## WORK TO COMPLETE
Each line that contains the word "Copy" counts once; give the total for the records below and nothing else.
++++++++
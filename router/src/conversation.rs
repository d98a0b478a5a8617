//! Conversation state
//!
//! An append-only log of turns. It is the only history the model sees:
//! every round submits the full snapshot.

use serde::{Deserialize, Serialize};
use serde_json::Value;

/// A tool invocation requested by the model
#[derive(Debug, Clone, PartialEq, Serialize, Deserialize)]
pub struct ToolCallRequest {
    /// Opaque id, unique within one assistant turn
    pub call_id: String,
    /// Tool name as the model spelled it
    pub name: String,
    /// Arguments, forwarded unchecked
    pub arguments: Value,
}

impl ToolCallRequest {
    pub fn new(call_id: impl Into<String>, name: impl Into<String>, arguments: Value) -> Self {
        Self {
            call_id: call_id.into(),
            name: name.into(),
            arguments,
        }
    }
}

/// One atomic addition to the conversation
#[derive(Debug, Clone, PartialEq, Serialize, Deserialize)]
#[serde(tag = "role", rename_all = "snake_case")]
pub enum ConversationTurn {
    User {
        content: String,
    },
    Assistant {
        content: Option<String>,
        #[serde(default, skip_serializing_if = "Vec::is_empty")]
        tool_calls: Vec<ToolCallRequest>,
    },
    ToolResult {
        call_id: String,
        content: String,
    },
}

impl ConversationTurn {
    pub fn user(content: impl Into<String>) -> Self {
        Self::User {
            content: content.into(),
        }
    }

    pub fn assistant(content: impl Into<String>) -> Self {
        Self::Assistant {
            content: Some(content.into()),
            tool_calls: Vec::new(),
        }
    }

    pub fn tool_result(call_id: impl Into<String>, content: impl Into<String>) -> Self {
        Self::ToolResult {
            call_id: call_id.into(),
            content: content.into(),
        }
    }

    pub fn is_tool_result(&self) -> bool {
        matches!(self, Self::ToolResult { .. })
    }
}

/// Ordered history of a single conversation
#[derive(Debug, Clone, Default)]
pub struct Conversation {
    turns: Vec<ConversationTurn>,
}

impl Conversation {
    pub fn new() -> Self {
        Self::default()
    }

    /// Append a turn at the end
    pub fn append(&mut self, turn: ConversationTurn) {
        self.turns.push(turn);
    }

    /// Full history in insertion order
    pub fn snapshot(&self) -> &[ConversationTurn] {
        &self.turns
    }

    pub fn len(&self) -> usize {
        self.turns.len()
    }

    pub fn is_empty(&self) -> bool {
        self.turns.is_empty()
    }
}
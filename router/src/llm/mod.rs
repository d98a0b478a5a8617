//! LLM abstraction layer
//!
//! The router only needs one capability from a model: take the conversation
//! and an optional tool list, and answer with text or with tool calls.

mod ollama;
mod openai;

pub use ollama::OllamaClient;
pub use openai::OpenAiClient;

use async_trait::async_trait;

use crate::catalog::FunctionSchema;
use crate::config::{LlmConfig, Provider};
use crate::conversation::{ConversationTurn, ToolCallRequest};
use crate::error::ModelInvocationError;

/// Whether the model may request tools this round
#[derive(Debug, Clone, Copy, PartialEq, Eq)]
pub enum ToolChoice {
    Auto,
    None,
}

/// Everything submitted to the model for one round
#[derive(Debug, Clone, Copy)]
pub struct ModelRequest<'a> {
    pub system: Option<&'a str>,
    pub turns: &'a [ConversationTurn],
    pub tools: &'a [FunctionSchema],
    pub tool_choice: ToolChoice,
}

/// What the model answered
#[derive(Debug, Clone, Default, PartialEq)]
pub struct ModelReply {
    pub content: Option<String>,
    pub tool_calls: Vec<ToolCallRequest>,
}

impl ModelReply {
    pub fn text(content: impl Into<String>) -> Self {
        Self {
            content: Some(content.into()),
            tool_calls: Vec::new(),
        }
    }

    pub fn tool_calls(calls: Vec<ToolCallRequest>) -> Self {
        Self {
            content: None,
            tool_calls: calls,
        }
    }

    pub fn has_tool_calls(&self) -> bool {
        !self.tool_calls.is_empty()
    }
}

/// Trait for LLM backends
#[async_trait]
pub trait ModelClient: Send + Sync {
    async fn complete(&self, request: ModelRequest<'_>) -> Result<ModelReply, ModelInvocationError>;

    /// Get the model name
    fn model(&self) -> &str;
}

/// Build the backend selected in config
pub fn create_client(config: &LlmConfig, api_key: Option<String>) -> Box<dyn ModelClient> {
    match config.provider {
        Provider::OpenAi => Box::new(OpenAiClient::new(&config.url, &config.model, api_key)),
        Provider::Ollama => Box::new(OllamaClient::new(&config.url, &config.model)),
    }
}

/// Parse tool-call arguments delivered as a JSON string.
///
/// Empty strings mean "no arguments"; anything that is not valid JSON is
/// kept as a string value and rejected later, when the call is dispatched.
pub(crate) fn parse_arguments(raw: &str) -> serde_json::Value {
    if raw.trim().is_empty() {
        return serde_json::Value::Object(Default::default());
    }
    serde_json::from_str(raw).unwrap_or_else(|_| serde_json::Value::String(raw.to_string()))
}

/// Inverse of `parse_arguments` for resubmitted history: a string kept from
/// an unparseable payload goes back exactly as the model sent it.
pub(crate) fn encode_arguments(arguments: &serde_json::Value) -> String {
    match arguments {
        serde_json::Value::String(raw) => raw.clone(),
        other => other.to_string(),
    }
}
++++++++
## TASK OUTPUT
2